The pellets are made from compressed sawdust gathered from various sources, such as furniture makers and sawmills, and are used in specialized stoves for heating. They’ve become more popular this winter largely because of high prices for traditional heating sources.
But the high demand for the pellets has caused a run on supply this winter – and a spike in prices. Some stores in New England reported running out of the materials.
“We regret that due to the surge in popularity of our fuels that we have not been able to keep up with demand in recent months,” says a note on the Web site of New England Wood Pellet, a Jaffrey, N.H., company that makes wood pellets and supplies them to dealers. “We are moving aggressively to increase our manufacturing capacity.”
“I was getting 50 calls a day for pellets in September and October, before the season really started,” said Anthony Martini, a salesman at Ocean State Stove and Fuel in Warwick, R.I.
Jim Rockett, a salesman with Sunrise Home & Hearth in Bangor, said Monday that concerns last fall about skyrocketing oil prices prompted wood-pellet users to buy as many pellets as they could. Instead of purchasing a week’s supply, he said, many bought enough to last the entire winter.
Demand was so high that in September, a 44-ton delivery of wood pellets to the store would sell out in three days, according to Rockett. Toward the end of the year, demand eased so that it took the store three to four weeks to sell the same amount.
“A lot of people panicked and started hoarding pellets,” he said. “The supply is doing a better job of catching up.”
The shortage may be easing but prices remain higher than usual. Martini said 40-pound bags of pellets at his Rhode Island store sold last year for $2 to $2.10 each. This year, prices have risen to $5 to $6 a bag, he said.

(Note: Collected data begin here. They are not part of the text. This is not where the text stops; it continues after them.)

//! Core error types for the key/value mapping engine.
//!
//! The alignment stages themselves never fail: malformed OCR records are dropped
//! and unmatched annotations are tagged instead. The types here cover the layers
//! around the core (template ingestion, configuration, batch runs and the front ends).

use thiserror::Error;

/// Enum representing the phase of work an error occurred in.
///
/// Used to give [`KvMapError::Processing`] enough context for the batch report
/// and for log lines.
#[derive(Debug, Clone, Copy, PartialEq, Eq)]
pub enum ProcessingStage {
    /// Reading the annotation template.
    TemplateLoad,
    /// Reading one of the OCR payloads.
    OcrLoad,
    /// Writing the aligned document.
    OutputWrite,
    /// Batch bookkeeping (pairing files, collecting results).
    BatchProcessing,
    /// Generic processing error.
    Generic,
}

impl std::fmt::Display for ProcessingStage {
    fn fmt(&self, f: &mut std::fmt::Formatter<'_>) -> std::fmt::Result {
        match self {
            ProcessingStage::TemplateLoad => write!(f, "template load"),
            ProcessingStage::OcrLoad => write!(f, "ocr load"),
            ProcessingStage::OutputWrite => write!(f, "output write"),
            ProcessingStage::BatchProcessing => write!(f, "batch processing"),
            ProcessingStage::Generic => write!(f, "processing"),
        }
    }
}

/// Errors that can occur around the alignment pipeline.
#[derive(Error, Debug)]
pub enum KvMapError {
    /// Error occurred during processing.
    #[error("{kind} failed: {context}")]
    Processing {
        /// The stage of processing where the error occurred.
        kind: ProcessingStage,
        /// Additional context about the error.
        context: String,
        /// The underlying error that caused this error.
        #[source]
        source: Box<dyn std::error::Error + Send + Sync>,
    },

    /// Error indicating invalid input.
    #[error("invalid input: {message}")]
    InvalidInput {
        /// A message describing the invalid input.
        message: String,
    },

    /// Error indicating a configuration problem.
    #[error("configuration: {message}")]
    ConfigError {
        /// A message describing the configuration error.
        message: String,
    },

    /// A target image has no OCR payload of the given kind.
    #[error("no {source_name} payload found for '{image}'")]
    MissingCounterpart {
        /// Name of the target image (or its file stem).
        image: String,
        /// Which OCR source is missing ("generic OCR" or "domain OCR").
        source_name: String,
    },

    /// The run was cancelled before this item started.
    #[error("cancelled")]
    Cancelled,

    /// JSON (de)serialization error.
    #[error("json")]
    Json(#[from] serde_json::Error),

    /// IO error.
    #[error("io")]
    Io(#[from] std::io::Error),
}

impl From<crate::core::config::ConfigError> for KvMapError {
    fn from(error: crate::core::config::ConfigError) -> Self {
        Self::config_error(error.to_string())
    }
}

impl KvMapError {
    /// Creates an invalid-input error.
    pub fn invalid_input(message: impl Into<String>) -> Self {
        Self::InvalidInput {
            message: message.into(),
        }
    }

    /// Creates a configuration error.
    pub fn config_error(message: impl Into<String>) -> Self {
        Self::ConfigError {
            message: message.into(),
        }
    }

    /// Wraps an error with the stage it happened in.
    pub fn processing(
        kind: ProcessingStage,
        context: impl Into<String>,
        source: impl std::error::Error + Send + Sync + 'static,
    ) -> Self {
        Self::Processing {
            kind,
            context: context.into(),
            source: Box::new(source),
        }
    }

    /// Creates a missing-counterpart error for a batch item.
    pub fn missing_counterpart(image: impl Into<String>, source_name: impl Into<String>) -> Self {
        Self::MissingCounterpart {
            image: image.into(),
            source_name: source_name.into(),
        }
    }

    /// Renders the error together with its source chain on one line.
    ///
    /// Batch entries store this string, so it has to carry the underlying cause
    /// (e.g. the serde position of a JSON syntax error).
    pub fn report(&self) -> String {
        let mut message = self.to_string();
        let mut source = std::error::Error::source(self);
        while let Some(cause) = source {
            message.push_str(": ");
            message.push_str(&cause.to_string());
            source = cause.source();
        }
        message
    }
}

#[cfg(test)]
mod tests {
    use super::*;

    #[test]
    fn test_processing_error_display_includes_stage() {
        let io = std::io::Error::new(std::io::ErrorKind::NotFound, "missing.json");
        let err = KvMapError::processing(ProcessingStage::OcrLoad, "reading generic OCR", io);
        assert_eq!(err.to_string(), "ocr load failed: reading generic OCR");
        assert_eq!(err.report(), "ocr load failed: reading generic OCR: missing.json");
    }

    #[test]
    fn test_missing_counterpart_message() {
        let err = KvMapError::missing_counterpart("invoice_01", "domain OCR");
        assert_eq!(err.to_string(), "no domain OCR payload found for 'invoice_01'");
    }

    #[test]
    fn test_config_error_conversion_keeps_field() {
        let err: KvMapError = crate::core::config::ConfigError::ZeroCount {
            field: "etc_prefix_len",
        }
        .into();
        assert!(matches!(err, KvMapError::ConfigError { .. }));
        assert_eq!(err.to_string(), "configuration: etc_prefix_len must be at least 1");
    }
}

In Maine, the increase has been less significant, according to Rockett. Two years ago a 40-pound bag sold for around $4 and now it costs between $4.50 and $5, he said.
Rockett said that despite the long history of the forest-products industry in Maine, there are no wood pellet manufacturers in the state. There are such companies trying to get off the ground in Ashland and in Westbrook, he said, but at the moment all wood pellets sold in Maine come from out of state.
Mark Scarano, executive director of Piscataquis County Economic Development Council, said Monday that an entrepreneur recently was interested in starting a wood-pellet manufacturing company in Greenville. Despite the high demand and higher prices for the product, however, the person eventually scrapped the idea.
“It’s got potential,” Scarano said. “One of the challenges for anybody [starting out in forest-product manufacturing] is the high capital start-up costs.”
The three-quarter-inch pellets, which resemble rabbit food, are more efficient than standard cut and split hardwood because they don’t contain the bark, which produces more ash. More ash means incomplete combustion, said Norwood “Woody” Keeney, New England Wood Pellet’s operations manager.
The sawdust is put in a machine that compresses it to 60,000 pounds per square inch. It is extruded and cut to length, Keeney said. No other materials are added to the sawdust, he said.
Trees are not cut down specifically for making wood pellets. It all comes from waste wood or from trees removed because of forest management, Keeney said.